WORK REQUEST
Read through the listing and copy every line that contains the word "tasks".

|---|

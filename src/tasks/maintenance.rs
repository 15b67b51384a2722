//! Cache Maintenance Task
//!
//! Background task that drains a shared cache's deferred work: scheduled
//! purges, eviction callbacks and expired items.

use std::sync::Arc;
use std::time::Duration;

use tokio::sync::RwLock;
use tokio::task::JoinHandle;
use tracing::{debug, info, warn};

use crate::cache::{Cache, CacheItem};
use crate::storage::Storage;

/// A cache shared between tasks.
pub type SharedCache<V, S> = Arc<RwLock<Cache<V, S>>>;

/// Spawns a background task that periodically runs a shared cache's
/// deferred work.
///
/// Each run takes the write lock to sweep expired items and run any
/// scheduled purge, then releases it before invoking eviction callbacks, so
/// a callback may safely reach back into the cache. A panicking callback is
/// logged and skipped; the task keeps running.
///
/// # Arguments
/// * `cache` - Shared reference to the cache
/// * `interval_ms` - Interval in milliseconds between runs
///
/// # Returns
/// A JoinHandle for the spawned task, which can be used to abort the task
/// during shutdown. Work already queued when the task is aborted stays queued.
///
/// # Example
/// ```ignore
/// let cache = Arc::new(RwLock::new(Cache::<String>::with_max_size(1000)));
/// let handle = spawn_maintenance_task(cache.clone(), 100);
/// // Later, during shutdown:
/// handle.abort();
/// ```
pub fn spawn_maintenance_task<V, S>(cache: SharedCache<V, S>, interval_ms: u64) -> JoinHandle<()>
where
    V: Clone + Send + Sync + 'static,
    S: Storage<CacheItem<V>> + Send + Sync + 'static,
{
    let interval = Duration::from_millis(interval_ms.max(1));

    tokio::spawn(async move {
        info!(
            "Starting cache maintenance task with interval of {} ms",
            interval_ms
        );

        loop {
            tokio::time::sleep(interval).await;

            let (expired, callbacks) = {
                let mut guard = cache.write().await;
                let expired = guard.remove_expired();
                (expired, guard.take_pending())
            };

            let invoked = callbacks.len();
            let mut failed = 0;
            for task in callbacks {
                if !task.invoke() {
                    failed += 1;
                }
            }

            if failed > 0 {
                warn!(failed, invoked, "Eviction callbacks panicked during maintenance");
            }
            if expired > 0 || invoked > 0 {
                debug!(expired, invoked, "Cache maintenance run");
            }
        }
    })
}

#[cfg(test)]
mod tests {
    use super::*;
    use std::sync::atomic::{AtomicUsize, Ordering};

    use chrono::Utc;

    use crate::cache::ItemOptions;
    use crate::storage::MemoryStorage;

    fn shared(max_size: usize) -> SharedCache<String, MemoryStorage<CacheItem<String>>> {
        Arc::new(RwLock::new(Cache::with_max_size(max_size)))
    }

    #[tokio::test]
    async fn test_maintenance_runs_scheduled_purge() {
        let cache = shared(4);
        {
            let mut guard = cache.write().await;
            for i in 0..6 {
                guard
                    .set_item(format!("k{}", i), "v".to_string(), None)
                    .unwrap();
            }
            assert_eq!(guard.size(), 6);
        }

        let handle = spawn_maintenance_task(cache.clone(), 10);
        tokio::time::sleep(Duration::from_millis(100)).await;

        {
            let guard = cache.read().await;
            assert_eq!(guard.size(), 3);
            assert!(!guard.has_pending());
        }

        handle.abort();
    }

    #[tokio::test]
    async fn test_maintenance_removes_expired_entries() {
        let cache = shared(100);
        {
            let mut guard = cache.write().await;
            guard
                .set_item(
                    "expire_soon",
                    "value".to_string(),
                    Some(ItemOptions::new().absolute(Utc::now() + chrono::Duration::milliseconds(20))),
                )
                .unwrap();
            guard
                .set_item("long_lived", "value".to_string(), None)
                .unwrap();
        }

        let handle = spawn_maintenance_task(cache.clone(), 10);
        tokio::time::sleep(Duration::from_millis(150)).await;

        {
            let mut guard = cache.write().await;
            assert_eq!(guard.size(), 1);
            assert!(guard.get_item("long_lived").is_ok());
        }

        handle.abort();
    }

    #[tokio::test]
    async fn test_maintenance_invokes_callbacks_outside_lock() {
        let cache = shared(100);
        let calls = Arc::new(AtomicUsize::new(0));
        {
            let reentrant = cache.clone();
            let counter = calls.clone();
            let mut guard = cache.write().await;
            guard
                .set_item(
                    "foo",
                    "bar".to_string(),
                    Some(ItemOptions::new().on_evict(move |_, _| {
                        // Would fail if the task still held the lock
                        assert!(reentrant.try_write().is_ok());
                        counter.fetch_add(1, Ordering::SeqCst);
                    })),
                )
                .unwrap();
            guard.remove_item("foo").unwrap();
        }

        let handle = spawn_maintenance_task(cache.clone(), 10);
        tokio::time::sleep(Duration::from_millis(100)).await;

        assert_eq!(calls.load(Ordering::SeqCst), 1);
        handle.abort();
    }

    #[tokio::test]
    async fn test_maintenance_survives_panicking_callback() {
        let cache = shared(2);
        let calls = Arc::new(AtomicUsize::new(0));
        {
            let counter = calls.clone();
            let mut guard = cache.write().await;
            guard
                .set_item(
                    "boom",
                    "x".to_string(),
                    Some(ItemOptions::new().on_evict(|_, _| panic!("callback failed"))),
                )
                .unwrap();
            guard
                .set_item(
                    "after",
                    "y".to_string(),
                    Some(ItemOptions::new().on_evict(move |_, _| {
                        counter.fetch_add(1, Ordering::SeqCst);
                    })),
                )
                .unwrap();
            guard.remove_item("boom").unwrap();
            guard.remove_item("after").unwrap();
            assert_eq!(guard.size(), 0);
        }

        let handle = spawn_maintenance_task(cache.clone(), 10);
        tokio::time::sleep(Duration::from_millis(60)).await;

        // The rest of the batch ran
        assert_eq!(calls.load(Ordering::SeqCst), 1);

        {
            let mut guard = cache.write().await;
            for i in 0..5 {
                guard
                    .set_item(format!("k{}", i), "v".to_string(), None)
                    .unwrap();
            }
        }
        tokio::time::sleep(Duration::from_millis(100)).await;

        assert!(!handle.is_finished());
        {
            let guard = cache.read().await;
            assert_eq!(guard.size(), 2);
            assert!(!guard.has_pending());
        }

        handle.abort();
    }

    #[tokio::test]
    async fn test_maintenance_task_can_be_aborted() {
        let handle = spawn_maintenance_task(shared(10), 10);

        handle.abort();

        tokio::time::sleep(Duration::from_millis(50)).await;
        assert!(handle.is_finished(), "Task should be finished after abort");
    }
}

|---|

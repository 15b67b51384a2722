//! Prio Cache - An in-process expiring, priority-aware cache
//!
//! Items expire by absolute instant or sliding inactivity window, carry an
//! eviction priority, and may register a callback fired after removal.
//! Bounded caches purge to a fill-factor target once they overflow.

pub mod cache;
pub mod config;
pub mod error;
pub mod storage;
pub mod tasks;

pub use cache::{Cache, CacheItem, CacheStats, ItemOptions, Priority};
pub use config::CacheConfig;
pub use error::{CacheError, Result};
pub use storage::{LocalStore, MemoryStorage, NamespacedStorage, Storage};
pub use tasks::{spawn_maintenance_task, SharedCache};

|---|

EXPECTED ANSWER
filename src/tasks/maintenance.rs
/// A cache shared between tasks.
pub mod tasks;
pub use tasks::{spawn_maintenance_task, SharedCache};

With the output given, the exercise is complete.